— EXERCISE DIRECTIONS —
Every line of the listing that contains the word "modulus" is to be copied out.
◇ ◇ ◇ ◇
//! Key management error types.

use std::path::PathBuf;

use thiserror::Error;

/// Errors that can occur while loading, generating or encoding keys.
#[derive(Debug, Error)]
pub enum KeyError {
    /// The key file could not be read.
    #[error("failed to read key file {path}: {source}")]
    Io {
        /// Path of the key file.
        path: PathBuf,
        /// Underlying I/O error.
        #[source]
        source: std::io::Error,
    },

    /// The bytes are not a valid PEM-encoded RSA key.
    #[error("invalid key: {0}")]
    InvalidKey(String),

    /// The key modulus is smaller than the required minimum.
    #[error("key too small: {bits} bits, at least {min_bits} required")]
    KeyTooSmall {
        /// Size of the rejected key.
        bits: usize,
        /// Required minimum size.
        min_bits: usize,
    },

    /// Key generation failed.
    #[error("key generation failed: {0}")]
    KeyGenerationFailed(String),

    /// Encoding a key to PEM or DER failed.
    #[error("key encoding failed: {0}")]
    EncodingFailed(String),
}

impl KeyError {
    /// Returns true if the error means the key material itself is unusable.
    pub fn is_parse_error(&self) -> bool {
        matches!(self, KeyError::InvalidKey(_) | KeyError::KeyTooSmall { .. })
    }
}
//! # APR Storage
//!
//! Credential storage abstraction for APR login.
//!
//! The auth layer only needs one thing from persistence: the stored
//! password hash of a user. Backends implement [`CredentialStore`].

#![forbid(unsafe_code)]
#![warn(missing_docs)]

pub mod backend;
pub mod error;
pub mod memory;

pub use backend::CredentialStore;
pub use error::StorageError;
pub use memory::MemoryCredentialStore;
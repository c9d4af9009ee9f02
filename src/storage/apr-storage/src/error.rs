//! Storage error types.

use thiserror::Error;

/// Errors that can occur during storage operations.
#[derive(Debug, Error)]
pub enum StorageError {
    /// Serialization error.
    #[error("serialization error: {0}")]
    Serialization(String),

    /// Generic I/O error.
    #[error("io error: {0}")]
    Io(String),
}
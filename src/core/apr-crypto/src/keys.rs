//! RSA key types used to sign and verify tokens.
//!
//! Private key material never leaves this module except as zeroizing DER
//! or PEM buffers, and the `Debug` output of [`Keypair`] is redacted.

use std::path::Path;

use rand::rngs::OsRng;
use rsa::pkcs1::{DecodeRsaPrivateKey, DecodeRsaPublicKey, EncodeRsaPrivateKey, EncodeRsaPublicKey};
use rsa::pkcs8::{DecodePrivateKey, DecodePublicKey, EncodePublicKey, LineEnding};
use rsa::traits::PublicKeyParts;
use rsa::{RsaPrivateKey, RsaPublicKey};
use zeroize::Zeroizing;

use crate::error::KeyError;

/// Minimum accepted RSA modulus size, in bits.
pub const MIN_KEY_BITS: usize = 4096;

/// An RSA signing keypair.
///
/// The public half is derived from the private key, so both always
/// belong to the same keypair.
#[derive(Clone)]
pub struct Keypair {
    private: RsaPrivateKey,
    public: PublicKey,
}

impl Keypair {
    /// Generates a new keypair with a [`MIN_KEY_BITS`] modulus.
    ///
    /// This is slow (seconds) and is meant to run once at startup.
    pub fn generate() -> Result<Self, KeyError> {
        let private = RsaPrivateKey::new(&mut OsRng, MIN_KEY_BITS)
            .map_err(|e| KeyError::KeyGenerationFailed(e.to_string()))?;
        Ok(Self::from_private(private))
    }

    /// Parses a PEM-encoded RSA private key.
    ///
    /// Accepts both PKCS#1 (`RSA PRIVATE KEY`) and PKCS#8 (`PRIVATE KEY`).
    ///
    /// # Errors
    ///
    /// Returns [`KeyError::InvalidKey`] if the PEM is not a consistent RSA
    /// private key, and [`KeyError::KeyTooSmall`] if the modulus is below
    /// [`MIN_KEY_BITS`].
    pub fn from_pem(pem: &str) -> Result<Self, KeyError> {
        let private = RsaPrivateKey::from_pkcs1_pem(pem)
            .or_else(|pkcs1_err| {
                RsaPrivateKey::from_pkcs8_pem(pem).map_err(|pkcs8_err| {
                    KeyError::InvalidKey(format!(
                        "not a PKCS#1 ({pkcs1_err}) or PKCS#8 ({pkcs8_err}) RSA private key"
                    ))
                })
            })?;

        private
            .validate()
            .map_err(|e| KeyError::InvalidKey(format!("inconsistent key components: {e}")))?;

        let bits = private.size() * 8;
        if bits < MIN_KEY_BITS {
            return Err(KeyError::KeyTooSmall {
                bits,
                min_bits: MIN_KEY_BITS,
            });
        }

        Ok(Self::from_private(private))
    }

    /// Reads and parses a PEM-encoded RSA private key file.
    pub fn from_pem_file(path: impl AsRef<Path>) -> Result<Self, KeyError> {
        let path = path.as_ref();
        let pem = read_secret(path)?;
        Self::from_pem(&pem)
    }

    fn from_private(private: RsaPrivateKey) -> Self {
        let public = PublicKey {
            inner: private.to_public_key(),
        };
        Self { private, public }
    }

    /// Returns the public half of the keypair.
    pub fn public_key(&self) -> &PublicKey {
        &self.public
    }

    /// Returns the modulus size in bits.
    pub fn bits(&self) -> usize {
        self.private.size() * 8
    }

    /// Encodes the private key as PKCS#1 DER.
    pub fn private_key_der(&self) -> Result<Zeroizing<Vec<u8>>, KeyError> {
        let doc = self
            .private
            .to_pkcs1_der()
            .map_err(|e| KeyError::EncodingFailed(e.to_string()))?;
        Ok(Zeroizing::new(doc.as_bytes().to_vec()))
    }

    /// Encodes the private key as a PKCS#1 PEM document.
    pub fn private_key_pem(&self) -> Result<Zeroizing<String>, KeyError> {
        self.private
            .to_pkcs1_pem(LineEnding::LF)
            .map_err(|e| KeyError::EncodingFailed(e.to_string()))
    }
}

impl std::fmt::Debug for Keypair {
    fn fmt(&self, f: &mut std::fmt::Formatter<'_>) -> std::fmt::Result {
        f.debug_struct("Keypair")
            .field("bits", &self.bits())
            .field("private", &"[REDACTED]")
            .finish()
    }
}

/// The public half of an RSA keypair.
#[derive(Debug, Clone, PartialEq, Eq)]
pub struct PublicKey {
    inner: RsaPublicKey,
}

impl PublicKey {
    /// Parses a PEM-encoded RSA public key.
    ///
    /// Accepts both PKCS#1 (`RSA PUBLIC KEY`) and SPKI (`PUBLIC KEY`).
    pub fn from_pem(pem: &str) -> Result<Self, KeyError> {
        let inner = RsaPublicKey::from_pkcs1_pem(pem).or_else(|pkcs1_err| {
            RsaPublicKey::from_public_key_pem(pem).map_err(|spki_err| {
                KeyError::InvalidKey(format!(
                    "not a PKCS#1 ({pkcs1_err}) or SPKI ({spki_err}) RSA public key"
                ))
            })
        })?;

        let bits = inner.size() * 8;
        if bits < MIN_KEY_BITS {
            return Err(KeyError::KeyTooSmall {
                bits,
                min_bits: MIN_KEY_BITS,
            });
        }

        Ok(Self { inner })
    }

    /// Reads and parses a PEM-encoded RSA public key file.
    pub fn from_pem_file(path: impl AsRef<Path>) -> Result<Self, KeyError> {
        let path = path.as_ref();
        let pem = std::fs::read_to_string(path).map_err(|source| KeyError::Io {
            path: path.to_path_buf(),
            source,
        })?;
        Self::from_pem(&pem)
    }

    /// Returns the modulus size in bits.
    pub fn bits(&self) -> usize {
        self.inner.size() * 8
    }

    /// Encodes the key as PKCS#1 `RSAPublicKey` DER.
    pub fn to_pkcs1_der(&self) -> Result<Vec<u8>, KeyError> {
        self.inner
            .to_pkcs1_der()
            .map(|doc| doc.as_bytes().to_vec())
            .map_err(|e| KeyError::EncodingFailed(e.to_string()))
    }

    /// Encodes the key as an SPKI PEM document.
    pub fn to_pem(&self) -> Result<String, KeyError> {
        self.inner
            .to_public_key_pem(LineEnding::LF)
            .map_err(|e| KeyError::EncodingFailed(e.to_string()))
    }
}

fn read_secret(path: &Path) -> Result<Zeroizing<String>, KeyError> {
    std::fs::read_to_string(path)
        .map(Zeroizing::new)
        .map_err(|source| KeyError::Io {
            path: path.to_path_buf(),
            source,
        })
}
◇ ◇ ◇ ◇
— EXERCISE OUTPUT —
    /// The key modulus is smaller than the required minimum.
/// Minimum accepted RSA modulus size, in bits.
    /// Generates a new keypair with a [`MIN_KEY_BITS`] modulus.
    /// private key, and [`KeyError::KeyTooSmall`] if the modulus is below
    /// Returns the modulus size in bits.
    /// Returns the modulus size in bits.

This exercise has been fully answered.